I really think you are looking at things from a distorted perspective. Why would you be unable to build in this sort of sickness into a 4E character? Why would a 4E monster never have notes about not using good tactics? Why would you need to put down a battlemat if PCs sneak up on him and simply stab him death while unconscious?

ProfessorCirno, I really get the sense - now more than ever - that you aren't arguing against 4E, you are arguing against some imaginary perception of 4E that neither matches the game that WotC has written, nor the game that people are playing. I can understand your concerns, certainly. But I don't see these problems supported or encouraged by the rules. I see tactics blocks and lore entries for monsters, and lately in significant detail.

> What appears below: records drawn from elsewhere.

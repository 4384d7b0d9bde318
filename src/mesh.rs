// Panorama mesh generators: sphere, dome and cube seen from the inside

use crate::panorama::ProjectionMode;
use std::f32::consts::{FRAC_PI_2, PI};

pub const SPHERE_RADIUS: f32 = 18.0;
pub const SPHERE_RINGS: usize = 75;
pub const SPHERE_SECTORS: usize = 150;
pub const CUBE_SIZE: f32 = 18.0;

#[derive(Debug, Clone, Default, PartialEq)]
pub struct MeshData {
    pub positions: Vec<[f32; 3]>,
    pub uvs: Vec<[f32; 2]>,
    pub indices: Vec<u32>,
}

impl MeshData {
    pub fn vertex_count(&self) -> usize {
        self.positions.len()
    }

    pub fn index_count(&self) -> usize {
        self.indices.len()
    }
}

/// Geometry for a projection mode. Pure; called whenever the mode changes.
pub fn build(mode: ProjectionMode) -> MeshData {
    match mode {
        ProjectionMode::Sphere => build_sphere(SPHERE_RADIUS, SPHERE_RINGS, SPHERE_SECTORS),
        ProjectionMode::Dome180 => build_dome(SPHERE_RADIUS, SPHERE_SECTORS, 180.0, false),
        ProjectionMode::Dome230 => build_dome(SPHERE_RADIUS, SPHERE_SECTORS, 230.0, false),
        ProjectionMode::Dome180Upper => build_dome(SPHERE_RADIUS, SPHERE_SECTORS, 180.0, true),
        ProjectionMode::Dome230Upper => build_dome(SPHERE_RADIUS, SPHERE_SECTORS, 230.0, true),
        ProjectionMode::Cube => build_cube(CUBE_SIZE),
    }
}

fn grid_indices(rows: usize, cols: usize, indices: &mut Vec<u32>) {
    let stride = cols + 1;
    for r in 0..rows {
        for s in 0..cols {
            let a = (r * stride + s) as u32;
            let b = a + stride as u32;

            indices.extend_from_slice(&[
                a, b, a + 1,
                a + 1, b, b + 1,
            ]);
        }
    }
}

pub fn build_sphere(radius: f32, rings: usize, sectors: usize) -> MeshData {
    let mut positions = Vec::with_capacity((rings + 1) * (sectors + 1));
    let mut uvs = Vec::with_capacity((rings + 1) * (sectors + 1));
    let mut indices = Vec::with_capacity(rings * sectors * 6);

    let ring_step = 1.0 / rings as f32;
    let sector_step = 1.0 / sectors as f32;

    for r in 0..=rings {
        let polar = PI * r as f32 * ring_step;
        let y = -(-FRAC_PI_2 + polar).sin();
        let sin_t = polar.sin();

        for s in 0..=sectors {
            let phi = 2.0 * PI * s as f32 * sector_step;

            let x = phi.cos() * sin_t;
            let z = phi.sin() * sin_t;

            positions.push([x * radius, y * radius, z * radius]);
            uvs.push([s as f32 * sector_step, 1.0 - r as f32 * ring_step]);
        }
    }

    grid_indices(rings, sectors, &mut indices);

    MeshData { positions, uvs, indices }
}

/// Dome covering `degrees` of the sphere, texture mapped as a fisheye disc.
pub fn build_dome(radius: f32, sectors: usize, degrees: f32, upper: bool) -> MeshData {
    let percent = degrees / 360.0;
    let rings = sectors / 2;
    let ring_step = 1.0 / rings as f32;
    let sector_step = 1.0 / sectors as f32;

    let len_rings = (rings as f32 * percent) as usize + 1;
    let len_sectors = sectors + 1;
    let sign = if upper { 1.0 } else { -1.0 };

    let mut positions = Vec::with_capacity(len_rings * len_sectors);
    let mut uvs = Vec::with_capacity(len_rings * len_sectors);
    let mut indices = Vec::with_capacity((len_rings - 1) * sectors * 6);

    for r in 0..len_rings {
        let polar = PI * r as f32 * ring_step;
        for s in 0..len_sectors {
            let phi = 2.0 * PI * s as f32 * sector_step;

            let x = phi.cos() * polar.sin() * sign;
            let y = (-FRAC_PI_2 + polar).sin() * -sign;
            let z = phi.sin() * polar.sin();

            let rho = r as f32 * ring_step / percent;
            let a = phi.cos() * rho / 2.0 + 0.5;
            let b = phi.sin() * rho / 2.0 + 0.5;

            positions.push([x * radius, y * radius, z * radius]);
            uvs.push([b, a]);
        }
    }

    grid_indices(len_rings - 1, sectors, &mut indices);

    MeshData { positions, uvs, indices }
}

/// Cube of edge `size` centered on the origin, one quad per face.
pub fn build_cube(size: f32) -> MeshData {
    let h = size / 2.0;
    let corners = [
        [-h, -h, -h],
        [h, -h, -h],
        [h, h, -h],
        [-h, h, -h],
        [-h, -h, h],
        [h, -h, h],
        [h, h, h],
        [-h, h, h],
    ];
    let faces: [[usize; 4]; 6] = [
        [0, 1, 2, 3], // -Z
        [5, 4, 7, 6], // +Z
        [4, 0, 3, 7], // -X
        [1, 5, 6, 2], // +X
        [4, 5, 1, 0], // -Y
        [3, 2, 6, 7], // +Y
    ];
    let face_uvs = [[0.0, 0.0], [1.0, 0.0], [1.0, 1.0], [0.0, 1.0]];

    let mut positions = Vec::with_capacity(24);
    let mut uvs = Vec::with_capacity(24);
    let mut indices = Vec::with_capacity(36);

    for (face, quad) in faces.iter().enumerate() {
        for (corner, uv) in quad.iter().zip(face_uvs) {
            positions.push(corners[*corner]);
            uvs.push(uv);
        }
        let base = (face * 4) as u32;
        indices.extend_from_slice(&[base, base + 1, base + 2, base, base + 2, base + 3]);
    }

    MeshData { positions, uvs, indices }
}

I just don't understand how when 4E lists skills, they "don't say much", but when 3.5 stat blocks show he has "high stealth and acrobatics,"
it "gives some major clues on how he would fight".

Identical pieces of information, yet you somehow see one of these are completely useless, and the either as evidence of a fully developed character. Are you certain there is no bias at hand in your perception of the game?
 

Then you are a god among men in memory terms, and I presume you can't have had any problem in 3e along those lines! The fact that every power in every creature is likely to be different in the way it works is what I find stumping.

The thing there is that the exact way the power works is right down there in front of me in the statblock. (Or it references one of the dozen or so conditions on the DM's screen). I normally run three monster types per encounter (four with minions). This means I need to remember off turn the immediates/triggers and opportunity actions. In turn I can glance at the statblock - and remember how the monsters operate for their basic plans. And I need to remember the statuses (with the help of coloured paperclips we hang on weapons).

All these are bitsized chunks - and all prompted (assuming good design) by who the monster actually is. And yes, I'm good at that sort of thing, especially with the prompts right in front of me.

However, I do think that it would be a far stronger system if they had thought more about standardising certain kinds of attack, rather than take the (IMO) lazy approach of just writing something down without thinking it through (e.g. how does an immobilising attack with a weapon actually work).

My problem with this approach is that to me there are too many variables. Harpoon, bolas, net, or tazer? All immobilise - for different durations and in different ways. (And a weighted net is a different article to an unweighted one). We're into five ways (plus grappling) of immobilising with a weapon. Then multiply up for the number of conditions. You're probably pushing fifty such methods - little improvement in systematisation while closing off some design space. (How many ways can you think of of inflicting slowed with weapons?) Frankly I'd rather leave it as more elemental building blocks.

Now that is settled, we come back to the point in question. In 4e there is nothing really analogous to the '3e spellcasters' as you put it. Nothing with the variety of options available.

The thing is you don't need that range of options. And they very seldom actually add something unless you're planning on taking on multiple instances of the same big enemy. (Give a solo seven distinct standard action spells, a bloodied recharge power, a couple of minor powers and an interupt and you're way past what's needed).